Numerous "Palestinian" "reporters" were present and recording events at the Netzarim Junction on that day.  Highly edited snippets of the film provided by "Palestinian" "reporter" Talal Abu-Rahma showed a man and a boy hiding behind the culvert pipe.  They appeared agitated and fearful.  At some point, someone apparently fired a weapon at the wall behind them.  There was then an image of the boy laying almost motionless next to his father, at which point the France 2 reporter Charles Enderlin claimed that the boy was dead, intentionally shot and killed by the Israelis.

Muslims around the world, including Osama Bin Laden, used the iconic image of Mohammad al-Durrah to justify their jihad attacks.

But nowhere on the tape do we see al-Durrah's death;  at the end of the tape, he is seen playfully peeking out from behind his fingers to look at the cameraman, long after he has been pronounced dead.  Nowhere is any blood seen, on either father or son, or the walls or the ground.  Nowhere is either of them seen actually being hit by any bullets. All we have to rely on is the word of the "Palestinian," Talal Abu-Rahma, about what happened that day, and he has already been caught in numerous inconsistencies and prevarications.

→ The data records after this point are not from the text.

// =============================================================================
// Dashboard API — read-only REST + WebSocket surface
// =============================================================================
//
// Local inspection only (§10.4): pipeline health, current regime/coherence
// per timeframe, recent triggers, recent rejected ticks/gaps/resets. Issues
// no orders and exposes no control surface over the Fusion Engine itself.
// =============================================================================

pub mod auth;
pub mod rest;
pub mod ws;
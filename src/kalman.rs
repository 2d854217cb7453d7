// =============================================================================
// Kalman Bank (C4)
// =============================================================================
//
// One constant-acceleration Kalman filter per active timeframe. State vector
// x = (level, velocity, acceleration); all matrices are fixed 3x3, so every
// `update` is O(1) regardless of history length. Numeric defensiveness
// mirrors the teacher's indicator style: every derived quantity is checked
// for finiteness before it is trusted.
// =============================================================================

use std::collections::{HashMap, VecDeque};

use serde::{Deserialize, Serialize};

const EPS: f64 = 1e-9;

type Mat3 = [[f64; 3]; 3];
type Vec3 = [f64; 3];

fn identity3() -> Mat3 {
    [[1.0, 0.0, 0.0], [0.0, 1.0, 0.0], [0.0, 0.0, 1.0]]
}

fn scaled_identity3(s: f64) -> Mat3 {
    [[s, 0.0, 0.0], [0.0, s, 0.0], [0.0, 0.0, s]]
}

fn state_transition(dt: f64) -> Mat3 {
    [
        [1.0, dt, dt * dt / 2.0],
        [0.0, 1.0, dt],
        [0.0, 0.0, 1.0],
    ]
}

fn mat_mul(a: &Mat3, b: &Mat3) -> Mat3 {
    let mut out = [[0.0; 3]; 3];
    for i in 0..3 {
        for j in 0..3 {
            out[i][j] = (0..3).map(|k| a[i][k] * b[k][j]).sum();
        }
    }
    out
}

fn transpose(a: &Mat3) -> Mat3 {
    let mut out = [[0.0; 3]; 3];
    for i in 0..3 {
        for j in 0..3 {
            out[i][j] = a[j][i];
        }
    }
    out
}

fn mat_add(a: &Mat3, b: &Mat3) -> Mat3 {
    let mut out = [[0.0; 3]; 3];
    for i in 0..3 {
        for j in 0..3 {
            out[i][j] = a[i][j] + b[i][j];
        }
    }
    out
}

fn mat_vec_mul(a: &Mat3, v: &Vec3) -> Vec3 {
    let mut out = [0.0; 3];
    for i in 0..3 {
        out[i] = (0..3).map(|k| a[i][k] * v[k]).sum();
    }
    out
}

fn symmetrize(p: &mut Mat3) {
    for i in 0..3 {
        for j in 0..3 {
            if i != j {
                let avg = (p[i][j] + p[j][i]) / 2.0;
                p[i][j] = avg;
                p[j][i] = avg;
            }
        }
    }
}

fn diag_positive_finite(p: &Mat3) -> bool {
    (0..3).all(|i| p[i][i].is_finite() && p[i][i] > 0.0)
}

fn all_finite(p: &Mat3) -> bool {
    p.iter().all(|row| row.iter().all(|v| v.is_finite()))
}

fn trace(p: &Mat3) -> f64 {
    p[0][0] + p[1][1] + p[2][2]
}

fn mean(values: &VecDeque<f64>) -> f64 {
    if values.is_empty() {
        0.0
    } else {
        values.iter().sum::<f64>() / values.len() as f64
    }
}

fn population_stdev(values: &VecDeque<f64>) -> f64 {
    if values.len() < 2 {
        return 0.0;
    }
    let m = mean(values);
    let var = values.iter().map(|v| (v - m).powi(2)).sum::<f64>() / values.len() as f64;
    var.sqrt()
}

/// Categorical label summarising a timeframe's current behaviour.
#[derive(Debug, Clone, Copy, PartialEq, Eq, Hash, Serialize, Deserialize)]
pub enum Regime {
    Trending,
    Volatile,
    Stable,
    MeanReverting,
}

impl std::fmt::Display for Regime {
    fn fmt(&self, f: &mut std::fmt::Formatter<'_>) -> std::fmt::Result {
        let s = match self {
            Regime::Trending => "trending",
            Regime::Volatile => "volatile",
            Regime::Stable => "stable",
            Regime::MeanReverting => "mean_reverting",
        };
        write!(f, "{s}")
    }
}

/// Fixed classification thresholds, read from configuration with documented
/// defaults.
#[derive(Debug, Clone, Copy, Serialize, Deserialize)]
pub struct RegimeThresholds {
    /// `|velocity|` at or above this marks the trending candidate.
    pub trend_velocity: f64,
    /// Adaptive noise scale at or above this marks volatile.
    pub volatile_scale: f64,
    /// Adaptive noise scale at or below this (with low velocity) marks stable.
    pub stable_scale: f64,
}

impl Default for RegimeThresholds {
    fn default() -> Self {
        Self {
            trend_velocity: 0.05,
            volatile_scale: 1.5,
            stable_scale: 0.4,
        }
    }
}

/// Tunable parameters for one filter instance.
#[derive(Debug, Clone, Copy, Serialize, Deserialize)]
pub struct KalmanConfig {
    pub q0: f64,
    pub r: f64,
    pub p_init: f64,
    pub warmup_min: u64,
    pub volatility_window_len: usize,
    pub innovation_window_len: usize,
    pub scale_min: f64,
    pub scale_max: f64,
    pub regime_thresholds: RegimeThresholds,
}

impl Default for KalmanConfig {
    fn default() -> Self {
        Self {
            q0: 1e-4,
            r: 1e-2,
            p_init: 1.0,
            warmup_min: 20,
            volatility_window_len: 20,
            innovation_window_len: 20,
            scale_min: 0.1,
            scale_max: 10.0,
            regime_thresholds: RegimeThresholds::default(),
        }
    }
}

/// The public, observable state of one filter.
#[derive(Debug, Clone, Serialize, Deserialize)]
pub struct KalmanState {
    pub level: f64,
    pub velocity: f64,
    pub acceleration: f64,
    pub scale: f64,
    pub regime: Regime,
    pub confidence: f64,
    pub n_updates: u64,
}

impl KalmanState {
    pub fn direction(&self) -> i8 {
        if self.velocity > EPS {
            1
        } else if self.velocity < -EPS {
            -1
        } else {
            0
        }
    }
}

/// Result of one `update` or `predict_gap` call.
#[derive(Debug, Clone)]
pub struct KalmanUpdateOutcome {
    pub reset: bool,
    pub state: KalmanState,
}

/// One constant-acceleration adaptive Kalman filter, owned by a single
/// timeframe slot inside a [`KalmanBank`].
#[derive(Debug, Clone)]
pub struct KalmanFilter {
    config: KalmanConfig,
    x: Vec3,
    p: Mat3,
    last_valid_x: Vec3,
    scale: f64,
    regime: Regime,
    confidence: f64,
    n_updates: u64,
    volatility_window: VecDeque<f64>,
    innovation_window: VecDeque<f64>,
}

impl KalmanFilter {
    pub fn new(config: KalmanConfig) -> Self {
        let p = scaled_identity3(config.p_init);
        Self {
            x: [0.0; 3],
            p,
            last_valid_x: [0.0; 3],
            scale: 1.0,
            regime: Regime::Stable,
            confidence: 0.0,
            n_updates: 0,
            volatility_window: VecDeque::with_capacity(config.volatility_window_len),
            innovation_window: VecDeque::with_capacity(config.innovation_window_len),
            config,
        }
    }

    fn process_noise(&self) -> Mat3 {
        scaled_identity3(self.config.q0 * self.scale)
    }

    fn predict_once(&mut self, dt: f64) {
        let f = state_transition(dt);
        let x_pred = mat_vec_mul(&f, &self.x);
        let ft = transpose(&f);
        let p_pred = mat_add(&mat_mul(&mat_mul(&f, &self.p), &ft), &self.process_noise());
        self.x = x_pred;
        self.p = p_pred;
    }

    /// Advance the filter through `missing_steps` boundaries with no
    /// measurement — the Kalman Bank's response to a `CandleGap` (§7).
    /// Covariance inflates through `Q` at each step but no gain is applied.
    pub fn predict_gap(&mut self, dt: f64, missing_steps: u32) {
        for _ in 0..missing_steps.max(1) {
            self.predict_once(dt);
        }
    }

    fn push_bounded(window: &mut VecDeque<f64>, cap: usize, value: f64) {
        if window.len() >= cap.max(1) {
            window.pop_front();
        }
        window.push_back(value);
    }

    fn adapt_noise(&mut self, z: f64) {
        Self::push_bounded(&mut self.volatility_window, self.config.volatility_window_len, z);
        let sigma = population_stdev(&self.volatility_window);
        let mean_abs = mean(&self.volatility_window).abs();
        let raw_scale = sigma / (mean_abs + EPS);
        self.scale = raw_scale.clamp(self.config.scale_min, self.config.scale_max);
    }

    fn classify_regime(&mut self) {
        let t = &self.config.regime_thresholds;
        self.regime = if self.scale >= t.volatile_scale {
            Regime::Volatile
        } else if self.x[1].abs() >= t.trend_velocity {
            Regime::Trending
        } else if self.scale <= t.stable_scale {
            Regime::Stable
        } else {
            Regime::MeanReverting
        };
    }

    fn compute_confidence(&mut self, z: f64, innovation: f64) {
        Self::push_bounded(&mut self.innovation_window, self.config.innovation_window_len, innovation.abs());
        let mean_abs_innovation = mean(&self.innovation_window);
        let conf_innovation = (1.0 - mean_abs_innovation / (z.abs() + EPS)).clamp(0.0, 1.0);
        let conf_cov = 1.0 / (1.0 + trace(&self.p).max(0.0));
        let warm = (self.n_updates as f64 / self.config.warmup_min.max(1) as f64).min(1.0);
        self.confidence = (conf_innovation * conf_cov * warm).clamp(0.0, 1.0);
    }

    /// Run predict/gain/update/adapt/classify/confidence for one closed
    /// candle's close price.
    pub fn update(&mut self, z: f64, dt: f64) -> KalmanUpdateOutcome {
        self.predict_once(dt);

        let s = self.p[0][0] + self.config.r;
        let k = [self.p[0][0] / s, self.p[1][0] / s, self.p[2][0] / s];
        let innovation = z - self.x[0];

        let mut x = self.x;
        for i in 0..3 {
            x[i] += k[i] * innovation;
        }

        let mut new_p = [[0.0; 3]; 3];
        for i in 0..3 {
            for j in 0..3 {
                new_p[i][j] = self.p[i][j] - k[i] * self.p[0][j];
            }
        }
        symmetrize(&mut new_p);

        self.x = x;
        self.p = new_p;

        let mut reset = false;
        if !diag_positive_finite(&self.p) || !all_finite(&self.p) {
            self.p = scaled_identity3(self.config.p_init);
            reset = true;
        }

        self.adapt_noise(z);
        self.classify_regime();

        if !self.x.iter().all(|v| v.is_finite()) {
            self.x = self.last_valid_x;
            self.p = scaled_identity3(self.config.p_init);
            self.n_updates = 0;
            reset = true;
        } else {
            self.last_valid_x = self.x;
        }

        self.n_updates += 1;
        self.compute_confidence(z, innovation);
        if reset {
            self.confidence = 0.0;
        }

        KalmanUpdateOutcome {
            reset,
            state: self.state(),
        }
    }

    pub fn state(&self) -> KalmanState {
        KalmanState {
            level: self.x[0],
            velocity: self.x[1],
            acceleration: self.x[2],
            scale: self.scale,
            regime: self.regime,
            confidence: self.confidence,
            n_updates: self.n_updates,
        }
    }

    pub fn direction(&self) -> i8 {
        self.state().direction()
    }
}

/// One filter per active timeframe, keyed by timeframe label.
#[derive(Debug, Clone, Default)]
pub struct KalmanBank {
    filters: HashMap<String, KalmanFilter>,
}

impl KalmanBank {
    pub fn new() -> Self {
        Self {
            filters: HashMap::new(),
        }
    }

    pub fn register(&mut self, label: impl Into<String>, config: KalmanConfig) {
        self.filters.insert(label.into(), KalmanFilter::new(config));
    }

    pub fn update(&mut self, label: &str, close: f64, dt_secs: f64) -> Option<KalmanUpdateOutcome> {
        self.filters.get_mut(label).map(|f| f.update(close, dt_secs))
    }

    pub fn predict_gap(&mut self, label: &str, dt_secs: f64, missing_steps: u32) {
        if let Some(f) = self.filters.get_mut(label) {
            f.predict_gap(dt_secs, missing_steps);
        }
    }

    pub fn state(&self, label: &str) -> Option<KalmanState> {
        self.filters.get(label).map(|f| f.state())
    }

    pub fn labels(&self) -> impl Iterator<Item = &String> {
        self.filters.keys()
    }

    /// `coherence = (fraction sharing the dominant sign) x (mean confidence)`
    /// over active filters whose direction is non-zero (§4.4).
    pub fn coherence(&self) -> f64 {
        let active: Vec<KalmanState> = self
            .filters
            .values()
            .map(|f| f.state())
            .filter(|s| s.direction() != 0)
            .collect();
        if active.is_empty() {
            return 0.0;
        }
        let positives = active.iter().filter(|s| s.direction() == 1).count();
        let negatives = active.len() - positives;
        let dominant_count = positives.max(negatives);
        let fraction = dominant_count as f64 / active.len() as f64;
        let mean_confidence = active.iter().map(|s| s.confidence).sum::<f64>() / active.len() as f64;
        (fraction * mean_confidence).clamp(0.0, 1.0)
    }
}
// =============================================================================
// Tick Validator (C1)
// =============================================================================
//
// Pure transformation, no side effects beyond the caller's own counters: a
// raw trade is either a validated `Tick` or a `TickRejection`. Acceptance
// requires a finite, positive price, a non-negative volume, and a timestamp
// that does not regress behind the last accepted tick for this validator.
// =============================================================================

use serde::{Deserialize, Serialize};

use crate::errors::TickRejection;

/// A single observed trade event, immutable once constructed.
///
/// Ownership: a `Tick` belongs to the pipeline for the duration of exactly
/// one update cycle and is not retained past it.
#[derive(Debug, Clone, Copy, PartialEq, Serialize, Deserialize)]
pub struct Tick {
    /// Monotonically increasing millisecond timestamp.
    pub ts: i64,
    /// Trade price, always > 0 and finite.
    pub price: f64,
    /// Trade volume, always >= 0 and finite.
    pub volume: f64,
}

impl Tick {
    /// Construct a tick without validation. Used by collaborators that have
    /// already guaranteed finiteness (e.g. a parsed exchange payload still
    /// has to pass through [`TickValidator::validate`] before entering the
    /// pipeline).
    pub fn new(ts: i64, price: f64, volume: f64) -> Self {
        Self { ts, price, volume }
    }
}

/// Stateful validator enforcing monotone timestamps for one tick stream.
///
/// One instance is owned per pipeline (per instrument). Rejections are
/// counted but never propagated downstream.
#[derive(Debug, Clone)]
pub struct TickValidator {
    last_accepted_ts: Option<i64>,
    accepted_count: u64,
    rejected_count: u64,
}

impl TickValidator {
    pub fn new() -> Self {
        Self {
            last_accepted_ts: None,
            accepted_count: 0,
            rejected_count: 0,
        }
    }

    /// Validate a raw `(ts, price, volume)` triple.
    ///
    /// On success, advances the monotonicity watermark and returns the
    /// validated [`Tick`]. On failure, the watermark is left untouched and
    /// the rejection kind is returned so the caller can log/count it.
    pub fn validate(&mut self, ts: i64, price: f64, volume: f64) -> Result<Tick, TickRejection> {
        if !price.is_finite() || !volume.is_finite() {
            self.rejected_count += 1;
            return Err(TickRejection::NonFinite);
        }
        if price <= 0.0 {
            self.rejected_count += 1;
            return Err(TickRejection::NonPositivePrice);
        }
        if volume < 0.0 {
            self.rejected_count += 1;
            return Err(TickRejection::NegativeVolume);
        }
        if let Some(last) = self.last_accepted_ts {
            if ts < last {
                self.rejected_count += 1;
                return Err(TickRejection::OutOfOrder);
            }
        }

        self.last_accepted_ts = Some(ts);
        self.accepted_count += 1;
        Ok(Tick::new(ts, price, volume))
    }

    pub fn accepted_count(&self) -> u64 {
        self.accepted_count
    }

    pub fn rejected_count(&self) -> u64 {
        self.rejected_count
    }

    pub fn last_accepted_ts(&self) -> Option<i64> {
        self.last_accepted_ts
    }
}

impl Default for TickValidator {
    fn default() -> Self {
        Self::new()
    }
}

Eight years later, France 2 has defied numerous calls to release the complete raw footage, even ignoring a direct court order.  The few who have been allowed to see the entire tape say that it does not show the death of Al-Durrah, contrary to the claims of Talal Abu-Rahma and France 2 reporter Charles Enderlin.  What the tape does show is staged scenes of "Palestinians" feigning injury.  What it does show is "Palestinians" laughing and relaxed as phony "battles" take place for the benefit of the "reporters" while passersby nonchalantly go about their lives.

Footage from other networks on the scene that day confirm the fakery.  This and other cases of "Palestinian" manipulation of the media have spawned a phrase, "Pallywood."  An entire industry exists to manufacture anti-Israeli propaganda, and our media falls for it, hook, line, and sinker.  Not only do they give a patina of respectability to the propagandists, the major news organizations actively protect the "Palestinian" "news makers" from any scrutiny.  Richard Landes documents their deception:

Pallywood
Pallywood II: Al Durah: The Birth of an Icon
Pallywood III: Icon of Hatred
Pallywood Strikes Again

From the burning tire dump, to the phony rocket attack on a Red Cross ambulance, to green-helmet man, to the wailing woman who keeps losing her house to the Zionist terrorists, there has been a litany of hoaxes perpetrated on us.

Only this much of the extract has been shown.